Part one refers; but left you hanging as to when it would happen. The answer turned out to be not until a day ago, for a combination of: them needing to find the lenses; me needing a gap in my busy schedule; and them only doing a couple of days a month in Cambridge.So I walked in, bright and early for 8:30, had my pre-checks, some eye drops, and the first of a billion confirmations-of-identity; oh, and a confirmation of which-is-dominant eye, and writing the numbers 1 and 2 above the eyes to indicate sequence. Then it turned out that the surgeon was stuck on a train; bref, the actual surgery didn't start till about 11:30. But then it took way less than the advertised three hours, so it was mostly a wash.
Taken upstairs we did identity again, I was given about five different eye drops, had a cap put on to voer my hair, and tissues put under my ears to absorb the cleaning fluids that would flow later, laid down on a gurney, and wheeled around into surgery. This featured the surgeon, who kindly offered me my choice of music, which was Mussorgsky's "Pictures at an Exhibition", which was almost exactly the right length; sadly the orchestral rather than in piano version but you can't have everything. He also did his fairly successful best to make light conversation to distract me from what was going on. There were two or more others present as well, though for obvious reasons I didn't see all that much.
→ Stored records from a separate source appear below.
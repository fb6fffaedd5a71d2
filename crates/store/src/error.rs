use thiserror::Error;

#[derive(Debug, Error)]
pub enum StoreError {
    #[error("property already exists: {0}")]
    AlreadyExists(String),

    #[error("not found: {0}")]
    NotFound(String),

    #[error("invalid operation: {0}")]
    Invalid(String),
}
Then I'm covered with a surgical masking, I guess, which completely covered my head, apart from a hole made for the first eye, my left, the non-dom one. Then some more eye drops, including I think anaesthetic, oh and also at some point a thorough cleaning around that eye and eyebrows. Then something to prevent my blinking, I'm not sure quite what: it felt like the left eye was plastic pulling it open, whereas the right felt like a clamp, but more likely they were the same. Then a warning that I was going to see something like the northern lights, and indeed - more eye drops? - it all went purply-yellow or whatever, and the action had started. Vague, hard-to-see things that must have been cutting a hole. Then a little noise - which I was warned about - which I think was the vacuum cleaner sucking out my macerated old lens. And then, taking little time at the end, inserting the new lens. That was the first eye done. Oh, and he checked - holding up two then one fingers - that I had basic vision with the just-done eye.
Surgical masking off, brief rest, during which I think I could tell that I could see the ceiling more clearly through the newly corrected eye than the other. Then we're onto the right - dominant - eye. This was slightly more "uncomfortable" than the left, in a way that's hard to describe, in the way that having yourself anaesthetised for dentistry is. Though this wasn't painful, just... disturbing? Mostly I was worried I was going to blink and ruin things, which is silly. But perhaps the dominant eye fought harder. During this one the surgeon told me about his formative experiences practising on the practice-surgery eyeballs his father (also an eye surgeon) had; and about how the lens he was putting in had tiny dots on the edges so he could get the orientation right (I am astigmatic, the lens corrects this just like glasses). Again, once done, quick basic-vision check and pass; and he says that all has gone well.
My vision is pretty blurry at this point with various cleaning fluid sloshing around, and I get plastic tranparent shields taped over each eye to prevent me rubbing them. I'm taken off for a quick after-care talk (these are your eye drops, anti-inflammatory, which continue for a month, do you feel pain? No, good; don't shower for a bit; and so on), and taken downstairs into the care of M who has come to pick me up. I can see well enough, and could had I needed to have gone home alone, but it is comforting to have someone to look after me. Also it is slightly more comfortable to have my eyes shut, and I'm feeling rather sunlight-sensitive. We go to Fitzbillies in Bridge Street for a light lunch, and then home.
I'm advised to keep my eyes mostly shut for today, so listen to the Henley livestream and the book of John, to which I fall asleep. I find I can watch from a distance, and I think I can see my vision is stabilising. I can't read my phone or a book though; distance is definitely better than close.
Overnight I leave my eye-protectors on, but remove them in the morning. For the first day in my adult life my first action is not to put my glasses on!
10 am: back for a check up: various machine-that-go-bleep and check obscure things like eyeball pressure, but all is well. I'm given an eye test and get 20/20 or a little better at distane, a little worse at close up, and told that it will get better. Things are definitely stabilising, distance vision is close-to-perfect, close-up is still a bit iffy but I can with effort read my phone. To W/S, coffee and book, Radiant Star which happily has a largeish font. And so home. Next check up in a week, then a month.